Côme : « Il est important de mettre la qualité de la relation en préalable au sujet que nous voulons aborder.  J’ai beaucoup été coaché à ce sujet, et c’est quelque chose que j’ai appris et cherché à intégrer dans ma pratique professionnelle ; cette capacité à donner de la reconnaissance, de l’attention et de l’estime par l’authenticité et la parole vraie, et pas seulement par les moyens conventionnels proposés par les processus RH comme l’entretien individuel ou la part variable. La déconstruction des signes statutaires est souhaitable au profit de l’attention portée à la personne. Saisir et mettre en pratique tous ces ingrédients qui créent les conditions pour interagir efficacement au sein d’un groupe, c’est cela qui m’a fait grandir. J’ai été formaté dans de grands groupes industriels, avec une approche puissante du management par les objectifs, dans des structures hiérarchiques claires. Or depuis un an, j’ai vraiment expérimenté une progression étonnamment fructueuse, dans un positionnement flou au sein de l’entreprise, et dans une situation de fragilité personnelle. Et je pense que cette réussite n’est pas sans rapport avec ce dernier point. »
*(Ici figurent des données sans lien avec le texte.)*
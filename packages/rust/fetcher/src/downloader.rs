//! HTTP PDF downloader with bounded retry and linear backoff.

use std::time::Instant;

use reqwest::Client;
use tracing::{debug, info, instrument, warn};
use url::Url;

use paperpipe_shared::{DownloadConfig, PaperPipeError, Result};

/// Why a single attempt failed.
#[derive(Debug)]
enum AttemptError {
    /// Transport error or non-2xx status; worth another attempt.
    Retryable(String),
    /// The server answered but there is nothing to keep.
    Terminal(String),
}

/// Downloads PDFs over HTTP(S).
pub struct PdfDownloader {
    config: DownloadConfig,
    client: Client,
}

impl PdfDownloader {
    /// Build a downloader with the configured user agent and per-attempt timeout.
    pub fn new(config: DownloadConfig) -> Result<Self> {
        let client = Client::builder()
            .user_agent(config.user_agent.as_str())
            .redirect(reqwest::redirect::Policy::limited(10))
            .timeout(config.timeout())
            .build()
            .map_err(|e| PaperPipeError::Network(format!("failed to build HTTP client: {e}")))?;

        Ok(Self { config, client })
    }

    pub fn config(&self) -> &DownloadConfig {
        &self.config
    }

    /// Fetch `url`, making up to `1 + max_retries` attempts.
    ///
    /// Every failure comes back as [`PaperPipeError::Acquisition`].
    #[instrument(skip_all, fields(paper_id = %paper_id, url = %url))]
    pub async fn download(&self, url: &str, paper_id: &str) -> Result<Vec<u8>> {
        let parsed = Url::parse(url.trim())
            .map_err(|e| PaperPipeError::acquisition(paper_id, format!("invalid URL {url}: {e}")))?;
        if !matches!(parsed.scheme(), "http" | "https") {
            return Err(PaperPipeError::acquisition(
                paper_id,
                format!("unsupported URL scheme: {}", parsed.scheme()),
            ));
        }

        let attempts = self.config.max_retries.saturating_add(1);
        let mut last_error = String::new();

        for attempt in 1..=attempts {
            let start = Instant::now();
            match self.fetch_once(&parsed).await {
                Ok(bytes) => {
                    info!(
                        attempt,
                        size_bytes = bytes.len(),
                        elapsed_ms = start.elapsed().as_millis() as u64,
                        "pdf downloaded"
                    );
                    return Ok(bytes);
                }
                Err(AttemptError::Terminal(reason)) => {
                    warn!(attempt, %reason, "download failed, not retrying");
                    return Err(PaperPipeError::acquisition(paper_id, reason));
                }
                Err(AttemptError::Retryable(reason)) => {
                    warn!(attempt, attempts, %reason, "download attempt failed");
                    last_error = reason;

                    if attempt < attempts {
                        let delay = self.config.backoff(attempt);
                        debug!(delay_secs = delay.as_secs(), "retrying after backoff");
                        tokio::time::sleep(delay).await;
                    }
                }
            }
        }

        Err(PaperPipeError::acquisition(
            paper_id,
            format!("gave up after {attempts} attempts: {last_error}"),
        ))
    }

    async fn fetch_once(&self, url: &Url) -> std::result::Result<Vec<u8>, AttemptError> {
        let response = self
            .client
            .get(url.as_str())
            .send()
            .await
            .map_err(|e| AttemptError::Retryable(format!("request failed: {e}")))?;

        let status = response.status();
        if !status.is_success() {
            return Err(AttemptError::Retryable(format!("HTTP {status}")));
        }

        let content_type = response
            .headers()
            .get(reqwest::header::CONTENT_TYPE)
            .and_then(|v| v.to_str().ok())
            .unwrap_or_default();
        if !content_type.is_empty() && !content_type.to_ascii_lowercase().contains("pdf") {
            warn!(content_type, "response does not look like a PDF");
        }

        let bytes = response
            .bytes()
            .await
            .map_err(|e| AttemptError::Retryable(format!("body read failed: {e}")))?;

        if bytes.is_empty() {
            return Err(AttemptError::Terminal("empty response body".into()));
        }
        Ok(bytes.to_vec())
    }
}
Frédéric : « Merci, Côme. Pour finir, ces changements ont-ils fait bouger ton positionnement de dirigeant et ta vision du modèle de management pour ton entreprise ? »
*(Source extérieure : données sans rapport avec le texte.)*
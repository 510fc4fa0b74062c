//! Core domain types: paper records, the papers index, and the processing log.

use std::collections::BTreeMap;

use chrono::{SecondsFormat, Utc};
use serde::{Deserialize, Deserializer, Serialize};

use crate::error::{PaperPipeError, Result};

/// Version string stamped into `processing.converter_version`.
pub const CONVERTER_VERSION: &str = concat!("paperpipe-markdown/", env!("CARGO_PKG_VERSION"));

/// Current UTC time as ISO-8601 with a `Z` suffix.
pub fn utc_timestamp() -> String {
    Utc::now().to_rfc3339_opts(SecondsFormat::Micros, true)
}

/// Check that a record id can be used as a single path component.
pub fn validate_paper_id(paper_id: &str) -> Result<()> {
    if paper_id.trim().is_empty() {
        return Err(PaperPipeError::validation("paper_id cannot be empty"));
    }
    if paper_id == "." || paper_id == ".." {
        return Err(PaperPipeError::validation(format!(
            "paper_id '{paper_id}' is not a valid directory name"
        )));
    }
    if paper_id.contains(['/', '\\', '\0']) {
        return Err(PaperPipeError::validation(format!(
            "paper_id '{paper_id}' contains a path separator"
        )));
    }
    if paper_id.chars().any(char::is_control) {
        return Err(PaperPipeError::validation(format!(
            "paper_id {paper_id:?} contains control characters"
        )));
    }
    Ok(())
}

// ---------------------------------------------------------------------------
// ProcessingStatus
// ---------------------------------------------------------------------------

/// Terminal (or inferred) processing status of a record.
#[derive(Debug, Clone, Copy, PartialEq, Eq, Hash, PartialOrd, Ord, Serialize, Deserialize)]
#[serde(rename_all = "snake_case")]
pub enum ProcessingStatus {
    /// Never attempted.
    Pending,
    /// Both artifacts existed at attempt start; nothing was done.
    Skipped,
    /// Both artifacts and the snapshot were written.
    Completed,
    /// The binary fetch gave up.
    FailedDownload,
    /// The binary was saved but conversion produced nothing.
    FailedConversion,
    /// Validation or unclassified failure.
    Failed,
    /// Binary present without text; only inferred by an index rebuild.
    PdfDownloaded,
    /// Nothing on disk to infer from; only produced by an index rebuild.
    Unknown,
}

impl ProcessingStatus {
    /// The serialized `snake_case` name.
    pub fn as_str(&self) -> &'static str {
        match self {
            Self::Pending => "pending",
            Self::Skipped => "skipped",
            Self::Completed => "completed",
            Self::FailedDownload => "failed_download",
            Self::FailedConversion => "failed_conversion",
            Self::Failed => "failed",
            Self::PdfDownloaded => "pdf_downloaded",
            Self::Unknown => "unknown",
        }
    }

    /// Whether retry mode should pick up a record last seen in this status.
    pub fn is_retry_eligible(&self) -> bool {
        matches!(
            self,
            Self::FailedDownload | Self::FailedConversion | Self::Pending
        )
    }
}

impl std::fmt::Display for ProcessingStatus {
    fn fmt(&self, f: &mut std::fmt::Formatter<'_>) -> std::fmt::Result {
        f.write_str(self.as_str())
    }
}

// ---------------------------------------------------------------------------
// PaperRecord
// ---------------------------------------------------------------------------

/// A review rating as delivered upstream: `7.5`, `"6"`, or `"8: Accept"`.
#[derive(Debug, Clone, PartialEq, Serialize, Deserialize)]
#[serde(untagged)]
pub enum Rating {
    Number(f64),
    Text(String),
}

impl Rating {
    /// Numeric value of the rating, if one can be parsed.
    pub fn numeric(&self) -> Option<f64> {
        let value = match self {
            Self::Number(n) => *n,
            Self::Text(s) => {
                let s = s.trim();
                let head = s.split_once(':').map_or(s, |(head, _)| head).trim();
                head.parse::<f64>().ok()?
            }
        };
        value.is_finite().then_some(value)
    }
}

/// A single peer review. Only `rating` is interpreted by the pipeline.
#[derive(Debug, Clone, Default, PartialEq, Serialize, Deserialize)]
pub struct Review {
    #[serde(default, skip_serializing_if = "Option::is_none")]
    pub review_id: Option<String>,
    #[serde(default, skip_serializing_if = "Option::is_none")]
    pub rating: Option<Rating>,
    #[serde(default, skip_serializing_if = "Option::is_none")]
    pub confidence: Option<serde_json::Value>,
    /// Remaining review fields, preserved verbatim.
    #[serde(flatten)]
    pub extra: serde_json::Map<String, serde_json::Value>,
}

/// The `processing` block written by the pipeline after a completed run.
#[derive(Debug, Clone, PartialEq, Serialize, Deserialize)]
pub struct Processing {
    pub status: ProcessingStatus,
    #[serde(default)]
    pub pdf_downloaded: bool,
    #[serde(default, skip_serializing_if = "Option::is_none")]
    pub pdf_downloaded_at: Option<String>,
    #[serde(default, skip_serializing_if = "Option::is_none")]
    pub pdf_size_bytes: Option<u64>,
    #[serde(default, skip_serializing_if = "Option::is_none")]
    pub pdf_checksum: Option<String>,
    #[serde(default)]
    pub markdown_generated: bool,
    #[serde(default, skip_serializing_if = "Option::is_none")]
    pub markdown_generated_at: Option<String>,
    #[serde(default, skip_serializing_if = "Option::is_none")]
    pub markdown_size_bytes: Option<u64>,
    #[serde(default, skip_serializing_if = "Option::is_none")]
    pub converter_version: Option<String>,
    #[serde(default, skip_serializing_if = "Option::is_none")]
    pub conversion_duration_seconds: Option<f64>,
    #[serde(default)]
    pub errors: Vec<String>,
}

/// Locations of the three per-record artifacts.
#[derive(Debug, Clone, PartialEq, Serialize, Deserialize)]
pub struct ArtifactFiles {
    pub pdf: String,
    pub markdown: String,
    pub full_json: String,
}

/// One paper plus its review metadata, as supplied upstream.
///
/// Unknown fields (comments, meta-reviews, ...) land in `extra` and are
/// written back unchanged in the snapshot.
#[derive(Debug, Clone, Default, PartialEq, Serialize, Deserialize)]
pub struct PaperRecord {
    /// Stable storage key.
    #[serde(alias = "id")]
    pub paper_id: String,
    #[serde(default, skip_serializing_if = "Option::is_none")]
    pub forum_id: Option<String>,
    #[serde(default, skip_serializing_if = "Option::is_none")]
    pub title: Option<String>,
    #[serde(rename = "abstract", default, skip_serializing_if = "Option::is_none")]
    pub abstract_text: Option<String>,
    #[serde(default, deserialize_with = "string_or_list")]
    pub authors: Vec<String>,
    #[serde(default, deserialize_with = "string_or_list")]
    pub keywords: Vec<String>,
    /// Location of the PDF.
    #[serde(alias = "source_url", default, skip_serializing_if = "Option::is_none")]
    pub pdf_url: Option<String>,
    #[serde(default, skip_serializing_if = "Option::is_none")]
    pub forum_url: Option<String>,
    #[serde(default, skip_serializing_if = "Option::is_none")]
    pub decision: Option<String>,
    #[serde(default)]
    pub reviews: Vec<Review>,
    /// Passthrough metadata the pipeline does not interpret.
    #[serde(flatten)]
    pub extra: serde_json::Map<String, serde_json::Value>,
    /// Written only by the pipeline.
    #[serde(default, skip_serializing_if = "Option::is_none")]
    pub processing: Option<Processing>,
    #[serde(default, skip_serializing_if = "Option::is_none")]
    pub files: Option<ArtifactFiles>,
}

impl PaperRecord {
    /// Minimal record with an id and a source URL.
    pub fn new(paper_id: impl Into<String>, pdf_url: impl Into<String>) -> Self {
        Self {
            paper_id: paper_id.into(),
            pdf_url: Some(pdf_url.into()),
            ..Self::default()
        }
    }

    /// The PDF URL, if present and non-blank.
    pub fn source_url(&self) -> Option<&str> {
        self.pdf_url
            .as_deref()
            .map(str::trim)
            .filter(|url| !url.is_empty())
    }

    /// Mean of all parseable review ratings, `None` when none parse.
    pub fn average_rating(&self) -> Option<f64> {
        let ratings: Vec<f64> = self
            .reviews
            .iter()
            .filter_map(|r| r.rating.as_ref().and_then(Rating::numeric))
            .collect();

        if ratings.is_empty() {
            None
        } else {
            Some(ratings.iter().sum::<f64>() / ratings.len() as f64)
        }
    }

    /// Last recorded status, `Pending` if never processed.
    pub fn status(&self) -> ProcessingStatus {
        self.processing
            .as_ref()
            .map_or(ProcessingStatus::Pending, |p| p.status)
    }
}

#[derive(Deserialize)]
#[serde(untagged)]
enum StringOrList {
    List(Vec<String>),
    Single(String),
}

/// Accept `["a", "b"]`, `"a, b"`, or `null` for list-valued metadata.
fn string_or_list<'de, D>(deserializer: D) -> std::result::Result<Vec<String>, D::Error>
where
    D: Deserializer<'de>,
{
    let items = match Option::<StringOrList>::deserialize(deserializer)? {
        None => Vec::new(),
        Some(StringOrList::List(items)) => items,
        Some(StringOrList::Single(s)) => s.split(',').map(String::from).collect(),
    };

    Ok(items
        .into_iter()
        .map(|s| s.trim().to_string())
        .filter(|s| !s.is_empty())
        .collect())
}

// ---------------------------------------------------------------------------
// Papers index
// ---------------------------------------------------------------------------

/// One row of `papers_index.json`.
#[derive(Debug, Clone, PartialEq, Serialize, Deserialize)]
pub struct IndexRow {
    #[serde(default)]
    pub title: String,
    #[serde(default)]
    pub authors: Vec<String>,
    #[serde(default)]
    pub pdf_url: String,
    pub status: ProcessingStatus,
    #[serde(default)]
    pub has_pdf: bool,
    #[serde(default)]
    pub has_markdown: bool,
    #[serde(default)]
    pub decision: String,
}

impl IndexRow {
    /// Build a row from a record snapshot and the status being recorded.
    pub fn from_record(record: &PaperRecord, status: ProcessingStatus) -> Self {
        Self {
            title: record.title.clone().unwrap_or_default(),
            authors: record.authors.clone(),
            pdf_url: record.pdf_url.clone().unwrap_or_default(),
            status,
            has_pdf: matches!(
                status,
                ProcessingStatus::Completed | ProcessingStatus::PdfDownloaded
            ),
            has_markdown: status == ProcessingStatus::Completed,
            decision: record.decision.clone().unwrap_or_default(),
        }
    }
}

/// Aggregate counters, always recomputed from the rows.
#[derive(Debug, Clone, Default, PartialEq, Eq, Serialize, Deserialize)]
pub struct IndexStats {
    pub total: usize,
    pub completed: usize,
    /// Rows with status `pdf_downloaded` **or** `completed`.
    pub pdf_downloaded: usize,
    pub markdown_generated: usize,
    pub failed_download: usize,
    pub failed_conversion: usize,
    pub pending: usize,
}

impl IndexStats {
    /// Count every status over `rows`.
    pub fn from_rows<'a>(rows: impl IntoIterator<Item = &'a IndexRow>) -> Self {
        let mut counts: BTreeMap<ProcessingStatus, usize> = BTreeMap::new();
        let mut total = 0;
        for row in rows {
            total += 1;
            *counts.entry(row.status).or_default() += 1;
        }
        let count = |status: ProcessingStatus| counts.get(&status).copied().unwrap_or(0);

        Self {
            total,
            completed: count(ProcessingStatus::Completed),
            pdf_downloaded: count(ProcessingStatus::PdfDownloaded)
                + count(ProcessingStatus::Completed),
            markdown_generated: count(ProcessingStatus::Completed),
            failed_download: count(ProcessingStatus::FailedDownload),
            failed_conversion: count(ProcessingStatus::FailedConversion),
            pending: count(ProcessingStatus::Pending),
        }
    }
}

/// The `papers_index.json` structure.
#[derive(Debug, Clone, Default, PartialEq, Serialize, Deserialize)]
pub struct PapersIndex {
    #[serde(default)]
    pub total_papers: usize,
    /// Newest `markdown_generated_at` observed.
    #[serde(default)]
    pub last_updated: Option<String>,
    #[serde(default)]
    pub papers: BTreeMap<String, IndexRow>,
    #[serde(default)]
    pub stats: IndexStats,
}

impl PapersIndex {
    /// Insert or replace a row, then recompute every counter.
    pub fn upsert(&mut self, paper_id: &str, row: IndexRow) {
        self.papers.insert(paper_id.to_string(), row);
        self.recompute_stats();
    }

    /// Recompute `stats` and `total_papers` from a full scan of the rows.
    pub fn recompute_stats(&mut self) {
        self.stats = IndexStats::from_rows(self.papers.values());
        self.total_papers = self.stats.total;
    }

    /// Last known status of a record, if it has a row.
    pub fn status_of(&self, paper_id: &str) -> Option<ProcessingStatus> {
        self.papers.get(paper_id).map(|row| row.status)
    }
}

// ---------------------------------------------------------------------------
// Processing log
// ---------------------------------------------------------------------------

/// Pipeline stage named in a log entry.
#[derive(Debug, Clone, Copy, PartialEq, Eq, Hash, PartialOrd, Ord, Serialize, Deserialize)]
#[serde(rename_all = "snake_case")]
pub enum Stage {
    PdfDownload,
    MarkdownConversion,
    /// Unclassified failure outside the two delegated stages.
    Processing,
}

impl Stage {
    pub fn as_str(&self) -> &'static str {
        match self {
            Self::PdfDownload => "pdf_download",
            Self::MarkdownConversion => "markdown_conversion",
            Self::Processing => "processing",
        }
    }
}

impl std::fmt::Display for Stage {
    fn fmt(&self, f: &mut std::fmt::Formatter<'_>) -> std::fmt::Result {
        f.write_str(self.as_str())
    }
}

/// Outcome of a stage attempt.
#[derive(Debug, Clone, Copy, PartialEq, Eq, Serialize, Deserialize)]
#[serde(rename_all = "snake_case")]
pub enum StageStatus {
    Success,
    Failed,
    Error,
}

/// One stage attempt in `processing_log.json`.
#[derive(Debug, Clone, PartialEq, Serialize, Deserialize)]
pub struct LogEntry {
    pub timestamp: String,
    pub paper_id: String,
    pub stage: Stage,
    pub status: StageStatus,
    pub duration_seconds: f64,
    #[serde(default, skip_serializing_if = "Option::is_none")]
    pub file_size_bytes: Option<u64>,
    #[serde(default, skip_serializing_if = "Option::is_none")]
    pub error: Option<String>,
}

impl LogEntry {
    /// New entry stamped with the current time; duration is rounded to 2 decimals.
    pub fn new(paper_id: &str, stage: Stage, status: StageStatus, duration_seconds: f64) -> Self {
        Self {
            timestamp: utc_timestamp(),
            paper_id: paper_id.to_string(),
            stage,
            status,
            duration_seconds: (duration_seconds * 100.0).round() / 100.0,
            file_size_bytes: None,
            error: None,
        }
    }

    pub fn with_size(mut self, size_bytes: u64) -> Self {
        self.file_size_bytes = Some(size_bytes);
        self
    }

    pub fn with_error(mut self, error: impl Into<String>) -> Self {
        self.error = Some(error.into());
        self
    }
}

/// Root structure of `processing_log.json`.
#[derive(Debug, Clone, Default, PartialEq, Serialize, Deserialize)]
pub struct ProcessingLog {
    #[serde(default)]
    pub log_entries: Vec<LogEntry>,
}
Côme : « C’est un sujet de fond que nous travaillons en ce moment avec la Direction, car c’est un axe du plan stratégique : quel modèle de management visons-nous pour l’entreprise dans 5 ans ? Dans ce modèle, le partage de la vision, le respect, la bienveillance et l’égalité des traitements, ainsi que la maitrise de notre impact environnemental pour une activité durable ont une place principale. Communiquer sur le sens, qui découle de la vision, aide à promouvoir autonomie et cohésion, facteurs indispensables pour utiliser toute la puissance du collectif. Il faut parvenir à promouvoir la performance en ayant conscience des limites tant du management par les objectifs, que d’un cadre trop rigide des périmètres organisationnels. Enfin, sanctuariser des temps non productifs me semble indispensable à la créativité au profit de l’entreprise. »

Frédéric Barthe

(2) Dans son livre L’Élément Humain (titre original : The Human Element – 1994) Will Schutz partage sa conviction que les êtres humains ont besoin des autres pour vivre, au même titre que le besoin de manger ou de boire. Ce constat l’a conduit à étudier les besoins relationnels des individus, qui se trouvent sous trois formes : les besoins d’inclusion, les besoins de contrôle et les besoins d’affection.